Despliegue en el lugar donde ocurrieron los disparos y la muerte, en la Navidad de 2023.

Despliegue en el lugar donde ocurrieron los disparos y la muerte, en la Navidad de 2023. / C. Pardellas

En Navidad de 2023, un policía nacional mató a tiros a un hombre que en el polígono de Agrela, y el Juzgado de Instrucción nº1 de A Coruña ha sobreseido la investigación sobre el agente por un posible delito de homicidio imprudente, al considerar que actuó en «legítima defensa» al verse amenazado por la víctima, que se acercó a él con una barra de hierro. La madre del fallecido y la asociación SOS Racismo han anunciado que recurrirán, y el auto de sobreseimiento, aunque exime al agente de responsabilidad penal, entiende que si hubo una imprudencia sería imputable a las «deficiencias en el operativo de ese día». No descarta que el Estado tenga una «responsabilidad patrimonial», esto es, el deber de compensar a la familia.

El juzgado considera probado que el fallecido tenía un historial de enfermedad mental, y había sido diagnósticado con un «estado psicótico». En la comisaría de A Coruña «eran conocedores de que este tenía problemas mentales», y, aunque el agente causante de la muerte «no tenía por qué saberlo». El juzgado afirma que «sí podía comunicárselo el agente que dirigía el operativo», que sí «era conocedor».

En la mañana del día de Navidad de 2023 el hombre fue visto causando daños en un vehículo, y se dio aviso a la Policía Nacional. A la rotonda de Eduardo Diz, en la que se encontraba el hombre portando una barra de hierro, llegaron varios agentes, y uno de ellos lo conminó a que la soltase. En ese momento los agentes no desenfundaron sus armas, si bien al menos uno sacó la porra reglamentaria.

El hombre hizo «caso omiso» y se dirigió hacia los agentes «de forma amenazante». Luego saltó la valla de un centro cercano y empezó una persecución. Dos policías lo alcanzaron en un talud y le conminaron a tirar la barra de hierro. El varón se dirigió a uno de los policías, que le realizó dos disparos con una pistola táser, que da descargas eléctricas. Ninguno de ellos consiguió detenerlo.

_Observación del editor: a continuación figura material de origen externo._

use serde::Serialize;

// Everything on the dashboard is placeholder content; nothing here is read
// from the document store.

#[derive(Serialize, Clone, Debug)]
pub struct StatCard {
    pub title: &'static str,
    pub value: u32,
    pub color: &'static str,
}

#[derive(Serialize, Clone, Debug)]
pub struct ActivityEntry {
    pub kind: &'static str,
    pub description: &'static str,
    pub timestamp: &'static str,
    pub email: Option<&'static str>,
}

#[derive(Serialize, Clone, Debug)]
pub struct QuickAction {
    pub title: &'static str,
    pub description: &'static str,
    pub href: Option<&'static str>,
    pub color: &'static str,
}

#[derive(Serialize, Clone, Debug)]
pub struct SystemStatus {
    pub name: &'static str,
    pub status: &'static str,
}

#[derive(Serialize, Clone, Debug)]
pub struct DashboardContent {
    pub stats: Vec<StatCard>,
    pub activity: Vec<ActivityEntry>,
    pub quick_actions: Vec<QuickAction>,
    pub system_status: Vec<SystemStatus>,
}

pub fn placeholder_dashboard() -> DashboardContent {
    DashboardContent {
        stats: vec![
            StatCard { title: "Total Services", value: 12, color: "blue" },
            StatCard { title: "Active Services", value: 8, color: "green" },
            StatCard { title: "Total Users", value: 156, color: "purple" },
            StatCard { title: "New Users (30d)", value: 23, color: "yellow" },
        ],
        activity: vec![
            ActivityEntry {
                kind: "user_signup",
                description: "New user registered",
                timestamp: "2 minutes ago",
                email: Some("user@example.com"),
            },
            ActivityEntry {
                kind: "service_inquiry",
                description: "New service inquiry",
                timestamp: "1 hour ago",
                email: None,
            },
            ActivityEntry {
                kind: "system",
                description: "System update completed",
                timestamp: "3 hours ago",
                email: None,
            },
        ],
        quick_actions: vec![
            QuickAction {
                title: "Add New Service",
                description: "Create a new trading service",
                href: Some("/services/new"),
                color: "blue",
            },
            QuickAction {
                title: "View Analytics",
                description: "Check performance metrics",
                href: None,
                color: "green",
            },
            QuickAction {
                title: "Manage Users",
                description: "View and manage user accounts",
                href: Some("/users"),
                color: "purple",
            },
            QuickAction {
                title: "Support Tickets",
                description: "Handle customer inquiries",
                href: None,
                color: "yellow",
            },
        ],
        system_status: vec![
            SystemStatus { name: "Database", status: "operational" },
            SystemStatus { name: "API Services", status: "operational" },
            SystemStatus { name: "Website", status: "operational" },
        ],
    }
}

#[derive(Serialize, Clone, Debug)]
pub struct SettingsSection {
    pub id: &'static str,
    pub title: &'static str,
    pub description: &'static str,
}

pub static SETTINGS_SECTIONS: [SettingsSection; 3] = [
    SettingsSection {
        id: "general",
        title: "General Settings",
        description: "Configure general application settings",
    },
    SettingsSection {
        id: "security",
        title: "Security",
        description: "Update security and authentication settings",
    },
    SettingsSection {
        id: "notifications",
        title: "Notifications",
        description: "Manage notification preferences",
    },
];

/// Unknown or missing section ids fall back to "general".
pub fn settings_section(requested: Option<&str>) -> &'static SettingsSection {
    requested
        .and_then(|id| SETTINGS_SECTIONS.iter().find(|s| s.id == id))
        .unwrap_or(&SETTINGS_SECTIONS[0])
}
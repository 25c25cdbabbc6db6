use crate::models::document::{Collection, Document, DocumentWrite};
use chrono::{SecondsFormat, Utc};
use redb::{CommitError, Database, ReadableTable, StorageError, TableDefinition, TableError, TransactionError};
use serde_json::{Map, Value};
use std::path::Path;
use thiserror::Error;
use uuid::Uuid;

#[derive(Error, Debug)]
pub enum DbError {
    #[error("Redb database error: {0}")]
    RedbDatabase(#[from] redb::DatabaseError),
    #[error("Redb storage error: {0}")]
    RedbStorage(#[from] StorageError),
    #[error("Redb transaction error: {0}")]
    RedbTransaction(#[from] TransactionError),
    #[error("Redb table error: {0}")]
    RedbTable(#[from] TableError),
    #[error("Redb commit error: {0}")]
    RedbCommit(#[from] CommitError),
    #[error("Serde JSON error: {0}")]
    SerdeJson(#[from] serde_json::Error),
    #[error("Document is not a JSON object: {0}")]
    NotAnObject(String),
    #[error("Item not found in database: {0}")]
    NotFound(String),
}

/// Document database seam. Every call is a single transaction; there is no
/// batching and no concurrency token, so concurrent writers resolve by
/// last-write-wins.
pub trait DocumentStore: Send + Sync {
    fn list(&self, collection: Collection) -> Result<Vec<Document>, DbError>;

    fn get(&self, collection: Collection, id: &str) -> Result<Option<Document>, DbError>;

    /// Stores a new document under a server-generated id and returns that id.
    fn create(&self, collection: Collection, write: &DocumentWrite) -> Result<String, DbError>;

    /// Writes a whole document at a caller-chosen id, replacing any previous one.
    fn set(&self, collection: Collection, id: &str, write: &DocumentWrite) -> Result<(), DbError>;

    /// Merges `write` into an existing document. Missing ids are `NotFound`.
    fn update(&self, collection: Collection, id: &str, write: &DocumentWrite) -> Result<(), DbError>;

    /// Hard delete. Removing an id that does not exist is not an error.
    fn delete(&self, collection: Collection, id: &str) -> Result<(), DbError>;
}

fn table(collection: Collection) -> TableDefinition<'static, &'static str, &'static str> {
    TableDefinition::new(collection.name())
}

fn server_now() -> String {
    Utc::now().to_rfc3339_opts(SecondsFormat::Millis, true)
}

fn parse_fields(id: &str, raw: &str) -> Result<Map<String, Value>, DbError> {
    match serde_json::from_str::<Value>(raw)? {
        Value::Object(map) => Ok(map),
        _ => Err(DbError::NotAnObject(id.to_string())),
    }
}

pub struct RedbDocumentStore {
    db: Database,
}

impl RedbDocumentStore {
    /// Opens (or creates) the documents file and makes sure every collection table exists.
    pub fn open(path: &Path) -> Result<Self, DbError> {
        let db = Database::create(path)?;
        let store = RedbDocumentStore { db };
        store.ensure_collections()?;
        Ok(store)
    }

    pub fn ensure_collections(&self) -> Result<(), DbError> {
        let write_txn = self.db.begin_write()?;
        for collection in Collection::ALL {
            write_txn.open_table(table(collection))?;
        }
        write_txn.commit()?;
        Ok(())
    }
}

impl DocumentStore for RedbDocumentStore {
    fn list(&self, collection: Collection) -> Result<Vec<Document>, DbError> {
        let read_txn = self.db.begin_read()?;
        let docs_table = read_txn.open_table(table(collection))?;

        let mut documents = Vec::new();
        for item in docs_table.iter()? {
            let (id, raw) = item?;
            let id = id.value().to_string();
            match parse_fields(&id, raw.value()) {
                Ok(fields) => documents.push(Document { id, fields }),
                Err(e) => log::warn!("Skipping unreadable document {}/{}: {}", collection.name(), id, e),
            }
        }
        Ok(documents)
    }

    fn get(&self, collection: Collection, id: &str) -> Result<Option<Document>, DbError> {
        let read_txn = self.db.begin_read()?;
        let docs_table = read_txn.open_table(table(collection))?;

        let found = match docs_table.get(id)? {
            Some(raw) => Some(Document {
                id: id.to_string(),
                fields: parse_fields(id, raw.value())?,
            }),
            None => None,
        };
        Ok(found)
    }

    fn create(&self, collection: Collection, write: &DocumentWrite) -> Result<String, DbError> {
        let id = Uuid::new_v4().simple().to_string();
        let mut fields = Map::new();
        write.apply_to(&mut fields, &server_now());
        let json = serde_json::to_string(&Value::Object(fields))?;

        let write_txn = self.db.begin_write()?;
        {
            let mut docs_table = write_txn.open_table(table(collection))?;
            docs_table.insert(id.as_str(), json.as_str())?;
        }
        write_txn.commit()?;
        Ok(id)
    }

    fn set(&self, collection: Collection, id: &str, write: &DocumentWrite) -> Result<(), DbError> {
        let mut fields = Map::new();
        write.apply_to(&mut fields, &server_now());
        let json = serde_json::to_string(&Value::Object(fields))?;

        let write_txn = self.db.begin_write()?;
        {
            let mut docs_table = write_txn.open_table(table(collection))?;
            docs_table.insert(id, json.as_str())?;
        }
        write_txn.commit()?;
        Ok(())
    }

    fn update(&self, collection: Collection, id: &str, write: &DocumentWrite) -> Result<(), DbError> {
        let write_txn = self.db.begin_write()?;
        {
            let mut docs_table = write_txn.open_table(table(collection))?;
            let mut fields = {
                let existing = docs_table
                    .get(id)?
                    .ok_or_else(|| DbError::NotFound(format!("{}/{}", collection.name(), id)))?;
                parse_fields(id, existing.value())?
            };
            write.apply_to(&mut fields, &server_now());
            let json = serde_json::to_string(&Value::Object(fields))?;
            docs_table.insert(id, json.as_str())?;
        }
        write_txn.commit()?;
        Ok(())
    }

    fn delete(&self, collection: Collection, id: &str) -> Result<(), DbError> {
        let write_txn = self.db.begin_write()?;
        {
            let mut docs_table = write_txn.open_table(table(collection))?;
            docs_table.remove(id)?;
        }
        write_txn.commit()?;
        Ok(())
    }
}

#[cfg(test)]
pub(crate) mod test_support {
    use super::*;
    use std::path::PathBuf;

    /// A unique file path under the system temp directory, removed on drop.
    pub(crate) struct TempPath(PathBuf);

    impl TempPath {
        pub(crate) fn new(label: &str) -> Self {
            TempPath(std::env::temp_dir().join(format!("portfoliozz-{}-{}.redb", label, Uuid::new_v4())))
        }

        pub(crate) fn as_path(&self) -> &Path {
            &self.0
        }
    }

    impl Drop for TempPath {
        fn drop(&mut self) {
            let _ = std::fs::remove_file(&self.0);
        }
    }

    /// A redb store whose file is deleted when the store is dropped.
    pub(crate) struct TempStore {
        // Declared first so the database closes before the file is removed.
        store: RedbDocumentStore,
        path: TempPath,
    }

    impl TempStore {
        pub(crate) fn path(&self) -> &Path {
            self.path.as_path()
        }
    }

    pub(crate) fn temp_store() -> TempStore {
        let path = TempPath::new("test");
        let store = RedbDocumentStore::open(path.as_path()).expect("temp document store");
        TempStore { store, path }
    }

    impl DocumentStore for TempStore {
        fn list(&self, collection: Collection) -> Result<Vec<Document>, DbError> {
            self.store.list(collection)
        }
        fn get(&self, collection: Collection, id: &str) -> Result<Option<Document>, DbError> {
            self.store.get(collection, id)
        }
        fn create(&self, collection: Collection, write: &DocumentWrite) -> Result<String, DbError> {
            self.store.create(collection, write)
        }
        fn set(&self, collection: Collection, id: &str, write: &DocumentWrite) -> Result<(), DbError> {
            self.store.set(collection, id, write)
        }
        fn update(&self, collection: Collection, id: &str, write: &DocumentWrite) -> Result<(), DbError> {
            self.store.update(collection, id, write)
        }
        fn delete(&self, collection: Collection, id: &str) -> Result<(), DbError> {
            self.store.delete(collection, id)
        }
    }

    /// Fails every call; used to exercise the log-and-swallow paths.
    pub(crate) struct UnavailableStore;

    impl DocumentStore for UnavailableStore {
        fn list(&self, _: Collection) -> Result<Vec<Document>, DbError> {
            Err(DbError::NotFound("backend unavailable".into()))
        }
        fn get(&self, _: Collection, _: &str) -> Result<Option<Document>, DbError> {
            Err(DbError::NotFound("backend unavailable".into()))
        }
        fn create(&self, _: Collection, _: &DocumentWrite) -> Result<String, DbError> {
            Err(DbError::NotFound("backend unavailable".into()))
        }
        fn set(&self, _: Collection, _: &str, _: &DocumentWrite) -> Result<(), DbError> {
            Err(DbError::NotFound("backend unavailable".into()))
        }
        fn update(&self, _: Collection, _: &str, _: &DocumentWrite) -> Result<(), DbError> {
            Err(DbError::NotFound("backend unavailable".into()))
        }
        fn delete(&self, _: Collection, _: &str) -> Result<(), DbError> {
            Err(DbError::NotFound("backend unavailable".into()))
        }
    }
}

#[cfg(test)]
mod tests {
    use super::test_support::temp_store;
    use super::*;
    use serde_json::json;

    #[test]
    fn create_assigns_distinct_ids_and_list_returns_every_document() {
        let store = temp_store();
        let a = store.create(Collection::Services, &DocumentWrite::new().set("title", "A")).unwrap();
        let b = store.create(Collection::Services, &DocumentWrite::new().set("title", "B")).unwrap();
        assert_ne!(a, b);

        let mut titles: Vec<String> = store
            .list(Collection::Services)
            .unwrap()
            .into_iter()
            .map(|d| d.fields["title"].as_str().unwrap().to_string())
            .collect();
        titles.sort();
        assert_eq!(titles, vec!["A", "B"]);
        assert!(store.list(Collection::News).unwrap().is_empty());
    }

    #[test]
    fn update_merges_fields_and_rejects_missing_ids() {
        let store = temp_store();
        let id = store
            .create(Collection::News, &DocumentWrite::new().set("title", "T").set("isActive", true))
            .unwrap();

        store.update(Collection::News, &id, &DocumentWrite::new().set("isActive", false)).unwrap();
        let doc = store.get(Collection::News, &id).unwrap().unwrap();
        assert_eq!(doc.fields["title"], json!("T"));
        assert_eq!(doc.fields["isActive"], json!(false));

        let missing = store.update(Collection::News, "nope", &DocumentWrite::new().set("isActive", true));
        assert!(matches!(missing, Err(DbError::NotFound(_))));
    }

    #[test]
    fn server_timestamp_is_resolved_on_create() {
        let store = temp_store();
        let id = store
            .create(Collection::News, &DocumentWrite::new().server_timestamp("createdAt"))
            .unwrap();
        let doc = store.get(Collection::News, &id).unwrap().unwrap();
        let stamp = doc.fields["createdAt"].as_str().unwrap();
        assert!(chrono::DateTime::parse_from_rfc3339(stamp).is_ok());
    }

    #[test]
    fn delete_is_hard_and_idempotent() {
        let store = temp_store();
        let id = store.create(Collection::Services, &DocumentWrite::new().set("title", "X")).unwrap();
        store.delete(Collection::Services, &id).unwrap();
        assert!(store.get(Collection::Services, &id).unwrap().is_none());
        store.delete(Collection::Services, &id).unwrap();
    }

    #[test]
    fn temp_store_file_is_removed_on_drop() {
        let store = temp_store();
        let path = store.path().to_path_buf();
        assert!(path.exists());
        drop(store);
        assert!(!path.exists());
    }

    #[test]
    fn set_writes_at_the_given_id() {
        let store = temp_store();
        store.set(Collection::Admins, "uid-1", &DocumentWrite::new().set("email", "a@b.c")).unwrap();
        assert!(store.get(Collection::Admins, "uid-1").unwrap().is_some());
        assert!(store.get(Collection::Admins, "uid-2").unwrap().is_none());
    }
}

El hombre siguió cargando, «con la barra de hierro en alto», contra el policía, que sacó la pistola reglamentaria y empezó a disparar, «vaciando el cargador». Al mismo tiempo, perdió el equilibrio y cayó al suelo. El supuesto atacante recibió cinco disparos, en su mayoría en los muslos pero uno en el tórax. Fue esta bala, que le atravesó un pulmón, la que acabó con su vida.

Actuación correcta del agente

El juzgado considera que, en todo caso, no hay «homicidio doloso», esto es, una muerte buscada y provocada por el agente, y estudia si en todo caso este es culpable de homicidio por imprudencia. Según el auto, el agente actuó correctamente al perseguir al hombre e intentar detenerlo, pues podía causar más daños a propiedades o personas.

Cuando los policías se dirigieron al varón en el talud lo hicieron «con una cierta agresividad» pese a sus problemas mentales, pero intentaron que dejase la barra de palabra y, cuando el varón se dirigió a uno de ellos, este intentó usar el táser antes de disparar. «A posteriori podemos pensar que pudo haberse parado previamente disparando a las piernas», que el disparo lo pudo hacerlo su compañero o que el operativo «no exigía acceder al lugar» donde estaba la víctima, pero el policía actuó temiendo por su vida y «perdió el control sobre los disparos». Si hubo imprudencia, fue «levísima» e imputable a «las deficiencias en el operativo de ese día», concluye.